== Provided data

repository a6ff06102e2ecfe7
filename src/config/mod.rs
pub mod config;
pub mod error;
use std::path::{Path, PathBuf};
use serde::{Deserialize, Serialize};
use tracing::debug;
use crate::error::error::{FacemeshError, Result};

#[derive(Debug, Clone, Serialize, Deserialize, PartialEq)]
pub struct DataConfig {
    pub data_dir: PathBuf,
    pub canonical_mesh: String,
    pub uv_map: String,
    pub rig_mapping: String,
}

impl DataConfig {
    pub fn new() -> Self {
        DataConfig {
            data_dir: PathBuf::from("data"),
            canonical_mesh: "canonical_face_model.obj".to_string(),
            uv_map: "uv_map.json".to_string(),
            rig_mapping: "facemesh_rigify_mapping.json".to_string(),
        }
    }

    pub fn canonical_mesh_path(&self) -> PathBuf {
        self.data_dir.join(&self.canonical_mesh)
    }

    pub fn uv_map_path(&self) -> PathBuf {
        self.data_dir.join(&self.uv_map)
    }

    pub fn rig_mapping_path(&self) -> PathBuf {
        self.data_dir.join(&self.rig_mapping)
    }
}

#[derive(Debug, Clone, Serialize, Deserialize, PartialEq)]
pub struct TextureConfig {
    pub size: u32,
    pub material_name: String,
}

impl TextureConfig {
    pub fn new() -> Self {
        TextureConfig {
            size: 512,
            material_name: "FaceTexture".to_string(),
        }
    }
}

#[derive(Debug, Clone, Serialize, Deserialize, PartialEq)]
pub struct OutputConfig {
    /// Where artifacts are written. `None` writes next to the source image.
    pub output_dir: Option<PathBuf>,
}

impl OutputConfig {
    pub fn new() -> Self {
        OutputConfig { output_dir: None }
    }
}

#[derive(Debug, Clone, Serialize, Deserialize, PartialEq)]
pub struct SnapConfig {
    pub threshold: f64,
    pub factor: f64,
}

impl SnapConfig {
    pub fn new() -> Self {
        SnapConfig {
            threshold: 0.05,
            factor: 0.5,
        }
    }
}

#[derive(Debug, Clone, Serialize, Deserialize, PartialEq)]
#[serde(rename_all = "snake_case")]
pub enum CaptureInput {
    File(PathBuf),
    Camera(i32),
}

#[derive(Debug, Clone, Serialize, Deserialize, PartialEq)]
pub struct CaptureConfig {
    pub scaler: f64,
    pub input: Option<CaptureInput>,
    pub npy_export: Option<PathBuf>,
}

impl CaptureConfig {
    pub fn new() -> Self {
        CaptureConfig {
            scaler: 200.0,
            input: None,
            npy_export: None,
        }
    }
}

/// Face-mesh model used when no recorded landmarks are given.
#[derive(Debug, Clone, Serialize, Deserialize, PartialEq)]
pub struct DetectorConfig {
    pub model_path: Option<PathBuf>,
    pub input_size: u32,
    pub landmark_output: String,
    /// Output carrying the face-presence logit, if the model has one.
    pub score_output: Option<String>,
    pub presence_threshold: f32,
}

impl DetectorConfig {
    pub fn new() -> Self {
        DetectorConfig {
            model_path: None,
            input_size: 192,
            landmark_output: "output".to_string(),
            score_output: None,
            presence_threshold: 0.5,
        }
    }
}

#[derive(Debug, Clone, Serialize, Deserialize, PartialEq)]
pub struct PipelineConfig {
    #[serde(default = "DataConfig::new")]
    pub data: DataConfig,
    #[serde(default = "TextureConfig::new")]
    pub texture: TextureConfig,
    #[serde(default = "OutputConfig::new")]
    pub output: OutputConfig,
    #[serde(default = "SnapConfig::new")]
    pub snap: SnapConfig,
    #[serde(default = "CaptureConfig::new")]
    pub capture: CaptureConfig,
    #[serde(default = "DetectorConfig::new")]
    pub detector: DetectorConfig,
}

impl PipelineConfig {
    pub fn new() -> Self {
        PipelineConfig {
            data: DataConfig::new(),
            texture: TextureConfig::new(),
            output: OutputConfig::new(),
            snap: SnapConfig::new(),
            capture: CaptureConfig::new(),
            detector: DetectorConfig::new(),
        }
    }

    /// from_file loads a JSON configuration. Missing sections take defaults.
    pub fn from_file(path: &Path) -> Result<Self> {
        let raw = std::fs::read_to_string(path)?;
        let config: PipelineConfig = serde_json::from_str(&raw)?;
        debug!("loaded configuration from {:?}", path);
        Ok(config)
    }

    /// ensure_ready checks, once at startup, that every packaged asset is
    /// present and that the configured capture input can be opened by this
    /// build.
    pub fn ensure_ready(&self) -> Result<()> {
        for path in [
            self.data.canonical_mesh_path(),
            self.data.uv_map_path(),
            self.data.rig_mapping_path(),
        ] {
            if !path.is_file() {
                return Err(FacemeshError::EnvironmentNotReady(format!("missing data asset {:?}", path)))
            }
        }

        if self.texture.size == 0 {
            return Err(FacemeshError::EnvironmentNotReady("texture size must be positive".to_string()))
        }

        if let Some(model_path) = &self.detector.model_path {
            if !cfg!(feature = "onnx") {
                return Err(FacemeshError::EnvironmentNotReady(
                    "a landmark model is configured but this build lacks the `onnx` feature".to_string(),
                ))
            }
            if !model_path.is_file() {
                return Err(FacemeshError::EnvironmentNotReady(format!("missing landmark model {:?}", model_path)))
            }
        }
        if self.detector.input_size == 0 {
            return Err(FacemeshError::EnvironmentNotReady("model input size must be positive".to_string()))
        }

        if let Some(CaptureInput::Camera(_)) = &self.capture.input {
            if !cfg!(feature = "opencv") {
                return Err(FacemeshError::EnvironmentNotReady(
                    "live camera capture requires the `opencv` feature".to_string(),
                ))
            }
        }
        Ok(())
    }
}

impl Default for PipelineConfig {
    fn default() -> Self {
        PipelineConfig::new()
    }
}
use std::fmt::Write as _;
use std::path::Path;
use approx::assert_relative_eq;
use image::{Rgb, RgbImage};
use nalgebra::{Matrix4, Point3};
use serde_json::json;
use facemesh_pipeline::config::config::PipelineConfig;
use facemesh_pipeline::error::error::FacemeshError;
use facemesh_pipeline::modules::bone_mapper::{Armature, Bone, EyePlacement, SceneMesh};
use facemesh_pipeline::modules::cleanup::{CleanupOp, EditableMesh};
use facemesh_pipeline::modules::landmark_detector::SidecarLandmarkDetector;
use facemesh_pipeline::modules::mesh_io::read_obj;
use facemesh_pipeline::modules::mocap::ImageSequenceSource;
use facemesh_pipeline::modules::rig_validation::{resolve_generated_rig, MANDATORY_FACE_BONES};
use facemesh_pipeline::pipeline::pipeline::FacemeshPipeline;

const COLS: usize = 26;
const ROWS: usize = 18;

fn write_assets(dir: &Path) -> PipelineConfig {
    let mut obj = String::new();
    for r in 0..ROWS {
        for c in 0..COLS {
            let _ = writeln!(obj, "v {} {} 0", c as f64 / 25.0, r as f64 / 17.0);
        }
    }
    for r in 0..ROWS {
        for c in 0..COLS {
            let _ = writeln!(obj, "vt {} {}", c as f64 / 25.0, 1.0 - r as f64 / 17.0);
        }
    }
    for r in 0..ROWS - 1 {
        for c in 0..COLS - 1 {
            let a = r * COLS + c + 1;
            let (b, d, e) = (a + 1, a + COLS, a + COLS + 1);
            let _ = writeln!(obj, "f {}/{} {}/{} {}/{}", a, a, b, b, e, e);
            let _ = writeln!(obj, "f {}/{} {}/{} {}/{}", a, a, e, e, d, d);
        }
    }

    let mut u = serde_json::Map::new();
    let mut v = serde_json::Map::new();
    for i in 0..468 {
        u.insert(i.to_string(), json!((i % COLS) as f64 / 25.0));
        v.insert(i.to_string(), json!((i / COLS) as f64 / 17.0));
    }

    let mapping = json!({
        "bone_positions": {
            "DESC": "head/tail are face mesh vertex indices",
            "nose": {"head": 1, "tail": 4},
            "jaw": {"head": 152, "tail": null},
        },
        "face_verts": {"mouth": [[27, 28, 54], [27, 54, 53]]},
        "edge_verts": {"mouth": [[27, 54]]},
        "symmetry": {"center": [0, 10], "mirror_pairs": [[234, 454], [33, 263]]},
    });

    let mut config = PipelineConfig::new();
    config.data.data_dir = dir.to_path_buf();
    config.texture.size = 128;
    std::fs::write(config.data.canonical_mesh_path(), obj).unwrap();
    std::fs::write(config.data.uv_map_path(), json!({"u": u, "v": v}).to_string()).unwrap();
    std::fs::write(config.data.rig_mapping_path(), mapping.to_string()).unwrap();
    config
}

fn landmarks_json() -> serde_json::Value {
    let mut points: Vec<serde_json::Value> = (0..478)
        .map(|i| {
            let t = i as f64 / 468.0;
            let angle = t * std::f64::consts::TAU * 5.0;
            let radius = 0.04 + 0.16 * t;
            json!({"x": 0.5 + radius * angle.cos(), "y": 0.5 + radius * angle.sin(), "z": -0.04 * (1.0 - t)})
        })
        .collect();
    points[0] = json!({"x": 0.5, "y": 0.6, "z": -0.05});
    points[1] = json!({"x": 0.5, "y": 0.52, "z": -0.1});
    points[9] = json!({"x": 0.5, "y": 0.35, "z": -0.03});
    points[10] = json!({"x": 0.51, "y": 0.2, "z": -0.02});
    points[152] = json!({"x": 0.49, "y": 0.82, "z": -0.02});
    points[234] = json!({"x": 0.28, "y": 0.5, "z": 0.04});
    points[454] = json!({"x": 0.72, "y": 0.5, "z": 0.03});
    json!(points)
}

fn face_photo(path: &Path) {
    RgbImage::from_fn(160, 120, |x, y| Rgb([(x + 40) as u8, (y + 60) as u8, 128]))
        .save(path)
        .unwrap();
}

fn armature() -> Armature {
    let bone = |name: &str| Bone {
        name: name.to_string(),
        head: Point3::origin(),
        tail: Point3::new(0.0, 0.0, 0.1),
    };
    Armature {
        name: "rig".to_string(),
        bones: vec![bone("nose"), bone("jaw"), bone("eye.L"), bone("eye.R")],
        world_matrix: Matrix4::identity(),
        rigify_target_rig: None,
        is_metarig: false,
    }
}

#[test]
fn photo_to_rigged_and_cleaned_mesh() {
    let dir = tempfile::tempdir().unwrap();
    let config = write_assets(dir.path());
    let image_path = dir.path().join("portrait.png");
    face_photo(&image_path);

    let detector = SidecarLandmarkDetector::from_json(&json!({"landmarks": landmarks_json()}).to_string()).unwrap();
    let pipeline = FacemeshPipeline::new(config, Box::new(detector)).unwrap();

    let artifacts = pipeline.image_to_facemesh(&image_path).unwrap();
    assert_eq!(artifacts.obj_path, dir.path().join("portrait.obj"));
    assert!(dir.path().join("portrait.mtl").is_file());
    assert!(dir.path().join(".portrait_texture.jpg").is_file());

    let obj = read_obj(&artifacts.obj_path).unwrap();
    assert_eq!(obj.vertices.len(), 468);
    for axis in 0..3 {
        assert_relative_eq!(obj.vertices[0][axis], 0.0, epsilon = 1e-9);
    }

    let scene_mesh = SceneMesh::new(obj.vertices.iter().map(|v| Point3::new(v[0], v[1], v[2])).collect());
    let mut rig = armature();
    let eyes = EyePlacement { left: Some(Point3::new(0.03, 0.02, 0.01)), right: None };
    let report = pipeline.rig_facemesh(&scene_mesh, Some(&mut rig), &eyes).unwrap();

    assert_eq!(report.missing_eyes, vec!["eye.R"]);
    let nose = rig.bone("nose").unwrap();
    assert_relative_eq!(nose.head, scene_mesh.vertices[1], epsilon = 1e-12);
    assert_relative_eq!(nose.tail, scene_mesh.vertices[4], epsilon = 1e-12);
    assert_eq!(rig.bone("jaw").unwrap().tail, Point3::new(0.0, 0.0, 0.1));
    assert_relative_eq!(rig.bone("eye.L").unwrap().tail, Point3::new(0.03, 0.02, 0.11), epsilon = 1e-12);

    let before = EditableMesh::load(&artifacts.obj_path).unwrap().face_vertex_sets();
    let opened = pipeline.cleanup_file(&artifacts.obj_path, CleanupOp::OpenMouth).unwrap();
    assert_eq!(opened.faces.len(), before.len() - 2);
    let closed = pipeline.cleanup_file(&artifacts.obj_path, CleanupOp::CloseMouth).unwrap();
    assert_eq!(closed.face_vertex_sets(), before);

    let symmetric = pipeline.cleanup_file(&artifacts.obj_path, CleanupOp::SmartSymmetrize).unwrap();
    for [l, r] in [[234, 454], [33, 263]] {
        assert_eq!(symmetric.vertices[l][0], -symmetric.vertices[r][0]);
        assert_eq!(symmetric.vertices[l][1], symmetric.vertices[r][1]);
        assert_eq!(symmetric.vertices[l][2], symmetric.vertices[r][2]);
    }
    let reloaded = EditableMesh::load(&artifacts.obj_path).unwrap();
    assert_eq!(reloaded.mtllib.as_deref(), Some("portrait.mtl"));
    assert_eq!(reloaded.vertices[10][0], 0.0);
}

#[test]
fn rig_without_armature_is_rejected() {
    let dir = tempfile::tempdir().unwrap();
    let config = write_assets(dir.path());
    let pipeline = FacemeshPipeline::new(config, Box::new(SidecarLandmarkDetector::new(Vec::new()))).unwrap();
    let mesh = SceneMesh::new(vec![Point3::origin(); 468]);

    let err = pipeline.rig_facemesh(&mesh, None, &EyePlacement::default()).unwrap_err();
    assert!(matches!(err.downcast_ref::<FacemeshError>(), Some(FacemeshError::MissingPrerequisite(_))));
}

fn fresh_metarig() -> Armature {
    Armature {
        name: "metarig".to_string(),
        bones: MANDATORY_FACE_BONES
            .iter()
            .map(|name| Bone {
                name: name.to_string(),
                head: Point3::origin(),
                tail: Point3::new(0.0, 0.0, 0.1),
            })
            .collect(),
        world_matrix: Matrix4::identity(),
        rigify_target_rig: None,
        is_metarig: true,
    }
}

#[test]
fn metarig_is_rigged_before_generation() {
    let dir = tempfile::tempdir().unwrap();
    let config = write_assets(dir.path());
    let pipeline = FacemeshPipeline::new(config, Box::new(SidecarLandmarkDetector::new(Vec::new()))).unwrap();
    let vertices: Vec<Point3<f64>> = (0..468).map(|i| Point3::new(i as f64 * 0.01, 0.5, -0.2)).collect();
    let mesh = SceneMesh::new(vertices);

    let mut metarig = fresh_metarig();
    let report = pipeline.rig_facemesh(&mesh, Some(&mut metarig), &EyePlacement::default()).unwrap();

    assert_eq!(report.missing_eyes, vec!["eye.L", "eye.R"]);
    assert_eq!(metarig.bone("nose").unwrap().head, mesh.vertices[1]);
    assert_eq!(metarig.bone("nose").unwrap().tail, mesh.vertices[4]);
    assert_eq!(metarig.bone("jaw").unwrap().head, mesh.vertices[152]);
    // Only motion capture needs the generated rig.
    assert!(resolve_generated_rig(Some(&metarig)).is_err());
}

#[test]
fn metarig_without_face_bones_is_rejected() {
    let dir = tempfile::tempdir().unwrap();
    let config = write_assets(dir.path());
    let pipeline = FacemeshPipeline::new(config, Box::new(SidecarLandmarkDetector::new(Vec::new()))).unwrap();
    let mesh = SceneMesh::new(vec![Point3::origin(); 468]);

    let mut metarig = fresh_metarig();
    metarig.bones.retain(|bone| bone.name != "lid.T.L");
    let err = pipeline.rig_facemesh(&mesh, Some(&mut metarig), &EyePlacement::default()).unwrap_err();
    assert!(matches!(err.downcast_ref::<FacemeshError>(), Some(FacemeshError::MissingPrerequisite(_))));
    assert_eq!(metarig.bone("nose").unwrap().tail, Point3::new(0.0, 0.0, 0.1));
}

#[test]
fn capture_exports_only_frames_with_faces() {
    let dir = tempfile::tempdir().unwrap();
    let mut config = write_assets(dir.path());
    let frames_dir = dir.path().join("frames");
    std::fs::create_dir(&frames_dir).unwrap();
    for i in 0..4 {
        face_photo(&frames_dir.join(format!("{:04}.png", i)));
    }
    let npy_path = dir.path().join("capture.npy");
    config.capture.npy_export = Some(npy_path.clone());

    let face = landmarks_json();
    let recording = json!({"frames": [face, null, null, face]}).to_string();
    let detector = SidecarLandmarkDetector::from_json(&recording).unwrap();
    let pipeline = FacemeshPipeline::new(config, Box::new(detector)).unwrap();

    let mut source = ImageSequenceSource::from_dir(&frames_dir).unwrap();
    let report = pipeline.capture(&mut source).unwrap();
    assert_eq!(report.frames_read, 4);
    assert_eq!(report.frames_skipped, 2);

    let stacked: ndarray::Array3<f64> = ndarray_npy::read_npy(&npy_path).unwrap();
    assert_eq!(stacked.dim(), (2, 468, 3));
    assert_relative_eq!(stacked[[1, 1, 0]], 0.0, epsilon = 1e-12);
}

====

--- Instructions to follow ---
Write out a verbatim copy of the data, beginning with its first line and ending with the line that contains "pub fn canonical_mesh_path(&self)".

--- Answer to this problem ---
repository a6ff06102e2ecfe7
filename src/config/mod.rs
pub mod config;
pub mod error;
use std::path::{Path, PathBuf};
use serde::{Deserialize, Serialize};
use tracing::debug;
use crate::error::error::{FacemeshError, Result};

#[derive(Debug, Clone, Serialize, Deserialize, PartialEq)]
pub struct DataConfig {
    pub data_dir: PathBuf,
    pub canonical_mesh: String,
    pub uv_map: String,
    pub rig_mapping: String,
}

impl DataConfig {
    pub fn new() -> Self {
        DataConfig {
            data_dir: PathBuf::from("data"),
            canonical_mesh: "canonical_face_model.obj".to_string(),
            uv_map: "uv_map.json".to_string(),
            rig_mapping: "facemesh_rigify_mapping.json".to_string(),
        }
    }

    pub fn canonical_mesh_path(&self) -> PathBuf {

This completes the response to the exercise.